# Your assignment
The reply should consist of the full listing, written out exactly.

# Source data
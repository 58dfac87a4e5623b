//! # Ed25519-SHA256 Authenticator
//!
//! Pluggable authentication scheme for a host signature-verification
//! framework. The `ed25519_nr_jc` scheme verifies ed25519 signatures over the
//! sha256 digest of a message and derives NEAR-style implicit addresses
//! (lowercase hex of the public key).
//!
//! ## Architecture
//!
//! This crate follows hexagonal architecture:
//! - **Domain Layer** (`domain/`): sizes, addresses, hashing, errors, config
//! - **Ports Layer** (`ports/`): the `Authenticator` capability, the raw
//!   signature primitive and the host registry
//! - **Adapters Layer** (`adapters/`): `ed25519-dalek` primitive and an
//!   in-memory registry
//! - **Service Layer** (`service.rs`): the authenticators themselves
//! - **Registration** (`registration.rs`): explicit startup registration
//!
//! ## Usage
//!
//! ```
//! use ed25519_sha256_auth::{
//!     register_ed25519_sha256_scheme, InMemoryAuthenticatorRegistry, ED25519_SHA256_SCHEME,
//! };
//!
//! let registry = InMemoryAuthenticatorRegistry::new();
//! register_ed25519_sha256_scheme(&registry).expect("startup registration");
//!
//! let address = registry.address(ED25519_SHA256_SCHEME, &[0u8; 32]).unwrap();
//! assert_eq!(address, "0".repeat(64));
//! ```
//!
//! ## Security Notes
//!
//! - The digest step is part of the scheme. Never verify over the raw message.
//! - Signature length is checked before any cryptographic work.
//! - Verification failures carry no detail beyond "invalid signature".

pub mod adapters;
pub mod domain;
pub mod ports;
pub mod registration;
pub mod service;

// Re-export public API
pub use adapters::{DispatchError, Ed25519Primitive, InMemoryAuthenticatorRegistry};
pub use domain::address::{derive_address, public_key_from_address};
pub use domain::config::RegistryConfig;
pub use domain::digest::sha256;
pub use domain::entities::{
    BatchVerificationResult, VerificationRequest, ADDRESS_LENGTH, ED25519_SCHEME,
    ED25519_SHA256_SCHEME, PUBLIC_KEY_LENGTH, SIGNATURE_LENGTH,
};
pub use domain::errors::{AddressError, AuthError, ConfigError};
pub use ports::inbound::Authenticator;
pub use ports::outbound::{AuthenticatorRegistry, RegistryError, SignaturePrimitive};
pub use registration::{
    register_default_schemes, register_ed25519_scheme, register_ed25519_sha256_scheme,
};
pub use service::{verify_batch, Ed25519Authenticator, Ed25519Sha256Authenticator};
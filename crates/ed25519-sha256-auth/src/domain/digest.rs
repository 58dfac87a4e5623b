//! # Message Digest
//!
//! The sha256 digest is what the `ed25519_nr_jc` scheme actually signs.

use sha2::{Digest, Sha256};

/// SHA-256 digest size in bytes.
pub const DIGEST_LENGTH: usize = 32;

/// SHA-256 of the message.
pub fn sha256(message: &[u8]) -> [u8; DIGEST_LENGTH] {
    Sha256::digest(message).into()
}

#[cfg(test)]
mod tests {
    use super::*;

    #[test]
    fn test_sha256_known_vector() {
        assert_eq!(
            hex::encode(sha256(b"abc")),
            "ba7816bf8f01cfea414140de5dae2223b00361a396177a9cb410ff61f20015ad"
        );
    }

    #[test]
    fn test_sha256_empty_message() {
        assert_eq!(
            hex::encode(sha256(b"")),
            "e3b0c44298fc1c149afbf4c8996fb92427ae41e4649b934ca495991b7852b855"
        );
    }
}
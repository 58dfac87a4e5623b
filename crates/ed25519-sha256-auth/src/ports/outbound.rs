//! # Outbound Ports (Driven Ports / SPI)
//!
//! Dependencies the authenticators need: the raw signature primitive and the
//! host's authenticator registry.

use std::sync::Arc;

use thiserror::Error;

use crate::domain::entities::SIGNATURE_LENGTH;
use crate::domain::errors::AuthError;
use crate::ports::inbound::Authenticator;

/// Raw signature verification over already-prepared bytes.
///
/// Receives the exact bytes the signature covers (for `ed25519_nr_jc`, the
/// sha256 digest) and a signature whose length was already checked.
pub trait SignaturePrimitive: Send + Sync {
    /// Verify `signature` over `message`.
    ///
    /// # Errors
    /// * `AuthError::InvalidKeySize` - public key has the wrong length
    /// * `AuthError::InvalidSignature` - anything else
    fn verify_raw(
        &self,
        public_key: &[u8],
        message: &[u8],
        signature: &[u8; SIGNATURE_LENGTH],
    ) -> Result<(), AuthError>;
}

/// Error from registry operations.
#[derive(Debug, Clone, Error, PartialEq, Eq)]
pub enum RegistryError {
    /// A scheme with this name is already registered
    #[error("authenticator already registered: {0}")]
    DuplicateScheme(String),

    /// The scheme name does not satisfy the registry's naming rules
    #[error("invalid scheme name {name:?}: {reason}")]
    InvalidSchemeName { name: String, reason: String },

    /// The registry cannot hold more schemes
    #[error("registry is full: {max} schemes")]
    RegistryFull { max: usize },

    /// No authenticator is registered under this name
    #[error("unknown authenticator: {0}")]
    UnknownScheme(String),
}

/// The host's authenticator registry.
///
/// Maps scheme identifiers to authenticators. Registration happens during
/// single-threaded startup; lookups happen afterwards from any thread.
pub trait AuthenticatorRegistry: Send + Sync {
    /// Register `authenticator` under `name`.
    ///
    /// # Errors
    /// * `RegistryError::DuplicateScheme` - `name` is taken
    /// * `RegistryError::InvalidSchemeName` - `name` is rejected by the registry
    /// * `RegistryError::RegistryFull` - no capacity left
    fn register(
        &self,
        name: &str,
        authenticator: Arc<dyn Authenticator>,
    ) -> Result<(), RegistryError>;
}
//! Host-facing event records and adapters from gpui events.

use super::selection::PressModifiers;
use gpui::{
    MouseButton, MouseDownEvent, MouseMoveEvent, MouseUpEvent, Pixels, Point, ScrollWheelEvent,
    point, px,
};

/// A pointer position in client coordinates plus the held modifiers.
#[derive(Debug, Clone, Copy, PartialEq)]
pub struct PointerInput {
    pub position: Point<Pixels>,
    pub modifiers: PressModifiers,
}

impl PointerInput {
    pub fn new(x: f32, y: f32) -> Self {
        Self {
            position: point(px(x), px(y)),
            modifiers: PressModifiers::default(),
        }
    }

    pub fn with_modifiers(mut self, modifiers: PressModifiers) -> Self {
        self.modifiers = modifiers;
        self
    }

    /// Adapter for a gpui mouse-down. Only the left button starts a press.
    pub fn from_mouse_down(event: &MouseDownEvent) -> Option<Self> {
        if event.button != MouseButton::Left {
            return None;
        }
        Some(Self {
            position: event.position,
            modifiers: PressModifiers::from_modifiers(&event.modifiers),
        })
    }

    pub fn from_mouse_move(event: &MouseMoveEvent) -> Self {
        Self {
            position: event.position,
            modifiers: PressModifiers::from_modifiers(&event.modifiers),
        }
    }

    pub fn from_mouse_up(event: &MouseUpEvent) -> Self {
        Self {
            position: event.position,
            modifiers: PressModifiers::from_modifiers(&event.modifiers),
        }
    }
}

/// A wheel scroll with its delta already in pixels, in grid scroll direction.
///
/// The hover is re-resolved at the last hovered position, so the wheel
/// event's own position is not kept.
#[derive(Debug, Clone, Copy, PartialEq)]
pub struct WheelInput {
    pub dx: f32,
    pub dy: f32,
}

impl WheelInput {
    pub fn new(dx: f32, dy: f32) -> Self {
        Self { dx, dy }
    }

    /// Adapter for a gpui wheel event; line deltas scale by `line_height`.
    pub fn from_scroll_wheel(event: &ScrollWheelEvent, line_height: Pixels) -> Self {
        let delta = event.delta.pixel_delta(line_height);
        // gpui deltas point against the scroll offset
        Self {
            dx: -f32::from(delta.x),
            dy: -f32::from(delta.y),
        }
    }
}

# Task solution
repository 58dfac87a4e5623b
//! # Ed25519-SHA256 Authenticator
//!
//! Pluggable authentication scheme for a host signature-verification
//! framework. The `ed25519_nr_jc` scheme verifies ed25519 signatures over the
//! sha256 digest of a message and derives NEAR-style implicit addresses
//! (lowercase hex of the public key).
//!
//! ## Architecture
//!
//! This crate follows hexagonal architecture:
//! - **Domain Layer** (`domain/`): sizes, addresses, hashing, errors, config
//! - **Ports Layer** (`ports/`): the `Authenticator` capability, the raw
//!   signature primitive and the host registry
//! - **Adapters Layer** (`adapters/`): `ed25519-dalek` primitive and an
//!   in-memory registry
//! - **Service Layer** (`service.rs`): the authenticators themselves
//! - **Registration** (`registration.rs`): explicit startup registration
//!
//! ## Usage
//!
//! ```
//! use ed25519_sha256_auth::{
//!     register_ed25519_sha256_scheme, InMemoryAuthenticatorRegistry, ED25519_SHA256_SCHEME,
//! };
//!
//! let registry = InMemoryAuthenticatorRegistry::new();
//! register_ed25519_sha256_scheme(&registry).expect("startup registration");
//!
//! let address = registry.address(ED25519_SHA256_SCHEME, &[0u8; 32]).unwrap();
//! assert_eq!(address, "0".repeat(64));
//! ```
//!
//! ## Security Notes
//!
//! - The digest step is part of the scheme. Never verify over the raw message.
//! - Signature length is checked before any cryptographic work.
//! - Verification failures carry no detail beyond "invalid signature".

pub mod adapters;
pub mod domain;
pub mod ports;
pub mod registration;
pub mod service;

// Re-export public API
pub use adapters::{DispatchError, Ed25519Primitive, InMemoryAuthenticatorRegistry};
pub use domain::address::{derive_address, public_key_from_address};
pub use domain::config::RegistryConfig;
pub use domain::digest::sha256;
pub use domain::entities::{
    BatchVerificationResult, VerificationRequest, ADDRESS_LENGTH, ED25519_SCHEME,
    ED25519_SHA256_SCHEME, PUBLIC_KEY_LENGTH, SIGNATURE_LENGTH,
};
pub use domain::errors::{AddressError, AuthError, ConfigError};
pub use ports::inbound::Authenticator;
pub use ports::outbound::{AuthenticatorRegistry, RegistryError, SignaturePrimitive};
pub use registration::{
    register_default_schemes, register_ed25519_scheme, register_ed25519_sha256_scheme,
};
pub use service::{verify_batch, Ed25519Authenticator, Ed25519Sha256Authenticator};
filename crates/ed25519-sha256-auth/src/domain/digest.rs
repository 58dfac87a4e5623b
//! # Message Digest
//!
//! The sha256 digest is what the `ed25519_nr_jc` scheme actually signs.

use sha2::{Digest, Sha256};

/// SHA-256 digest size in bytes.
pub const DIGEST_LENGTH: usize = 32;

/// SHA-256 of the message.
pub fn sha256(message: &[u8]) -> [u8; DIGEST_LENGTH] {
    Sha256::digest(message).into()
}

#[cfg(test)]
mod tests {
    use super::*;

    #[test]
    fn test_sha256_known_vector() {
        assert_eq!(
            hex::encode(sha256(b"abc")),
            "ba7816bf8f01cfea414140de5dae2223b00361a396177a9cb410ff61f20015ad"
        );
    }

    #[test]
    fn test_sha256_empty_message() {
        assert_eq!(
            hex::encode(sha256(b"")),
            "e3b0c44298fc1c149afbf4c8996fb92427ae41e4649b934ca495991b7852b855"
        );
    }
}
repository 58dfac87a4e5623b
filename crates/ed25519-sha256-auth/src/ports/outbound.rs
//! # Outbound Ports (Driven Ports / SPI)
//!
//! Dependencies the authenticators need: the raw signature primitive and the
//! host's authenticator registry.

use std::sync::Arc;

use thiserror::Error;

use crate::domain::entities::SIGNATURE_LENGTH;
use crate::domain::errors::AuthError;
use crate::ports::inbound::Authenticator;

/// Raw signature verification over already-prepared bytes.
///
/// Receives the exact bytes the signature covers (for `ed25519_nr_jc`, the
/// sha256 digest) and a signature whose length was already checked.
pub trait SignaturePrimitive: Send + Sync {
    /// Verify `signature` over `message`.
    ///
    /// # Errors
    /// * `AuthError::InvalidKeySize` - public key has the wrong length
    /// * `AuthError::InvalidSignature` - anything else
    fn verify_raw(
        &self,
        public_key: &[u8],
        message: &[u8],
        signature: &[u8; SIGNATURE_LENGTH],
    ) -> Result<(), AuthError>;
}

/// Error from registry operations.
#[derive(Debug, Clone, Error, PartialEq, Eq)]
pub enum RegistryError {
    /// A scheme with this name is already registered
    #[error("authenticator already registered: {0}")]
    DuplicateScheme(String),

    /// The scheme name does not satisfy the registry's naming rules
    #[error("invalid scheme name {name:?}: {reason}")]
    InvalidSchemeName { name: String, reason: String },

    /// The registry cannot hold more schemes
    #[error("registry is full: {max} schemes")]
    RegistryFull { max: usize },

    /// No authenticator is registered under this name
    #[error("unknown authenticator: {0}")]
    UnknownScheme(String),
}

/// The host's authenticator registry.
///
/// Maps scheme identifiers to authenticators. Registration happens during
/// single-threaded startup; lookups happen afterwards from any thread.
pub trait AuthenticatorRegistry: Send + Sync {
    /// Register `authenticator` under `name`.
    ///
    /// # Errors
    /// * `RegistryError::DuplicateScheme` - `name` is taken
    /// * `RegistryError::InvalidSchemeName` - `name` is rejected by the registry
    /// * `RegistryError::RegistryFull` - no capacity left
    fn register(
        &self,
        name: &str,
        authenticator: Arc<dyn Authenticator>,
    ) -> Result<(), RegistryError>;
}
//! Host-facing event records and adapters from gpui events.

use super::selection::PressModifiers;
use gpui::{
    MouseButton, MouseDownEvent, MouseMoveEvent, MouseUpEvent, Pixels, Point, ScrollWheelEvent,
    point, px,
};

/// A pointer position in client coordinates plus the held modifiers.
#[derive(Debug, Clone, Copy, PartialEq)]
pub struct PointerInput {
    pub position: Point<Pixels>,
    pub modifiers: PressModifiers,
}

impl PointerInput {
    pub fn new(x: f32, y: f32) -> Self {
        Self {
            position: point(px(x), px(y)),
            modifiers: PressModifiers::default(),
        }
    }

    pub fn with_modifiers(mut self, modifiers: PressModifiers) -> Self {
        self.modifiers = modifiers;
        self
    }

    /// Adapter for a gpui mouse-down. Only the left button starts a press.
    pub fn from_mouse_down(event: &MouseDownEvent) -> Option<Self> {
        if event.button != MouseButton::Left {
            return None;
        }
        Some(Self {
            position: event.position,
            modifiers: PressModifiers::from_modifiers(&event.modifiers),
        })
    }

    pub fn from_mouse_move(event: &MouseMoveEvent) -> Self {
        Self {
            position: event.position,
            modifiers: PressModifiers::from_modifiers(&event.modifiers),
        }
    }

    pub fn from_mouse_up(event: &MouseUpEvent) -> Self {
        Self {
            position: event.position,
            modifiers: PressModifiers::from_modifiers(&event.modifiers),
        }
    }
}

/// A wheel scroll with its delta already in pixels, in grid scroll direction.
///
/// The hover is re-resolved at the last hovered position, so the wheel
/// event's own position is not kept.
#[derive(Debug, Clone, Copy, PartialEq)]
pub struct WheelInput {
    pub dx: f32,
    pub dy: f32,
}

impl WheelInput {
    pub fn new(dx: f32, dy: f32) -> Self {
        Self { dx, dy }
    }

    /// Adapter for a gpui wheel event; line deltas scale by `line_height`.
    pub fn from_scroll_wheel(event: &ScrollWheelEvent, line_height: Pixels) -> Self {
        let delta = event.delta.pixel_delta(line_height);
        // gpui deltas point against the scroll offset
        Self {
            dx: -f32::from(delta.x),
            dy: -f32::from(delta.y),
        }
    }
}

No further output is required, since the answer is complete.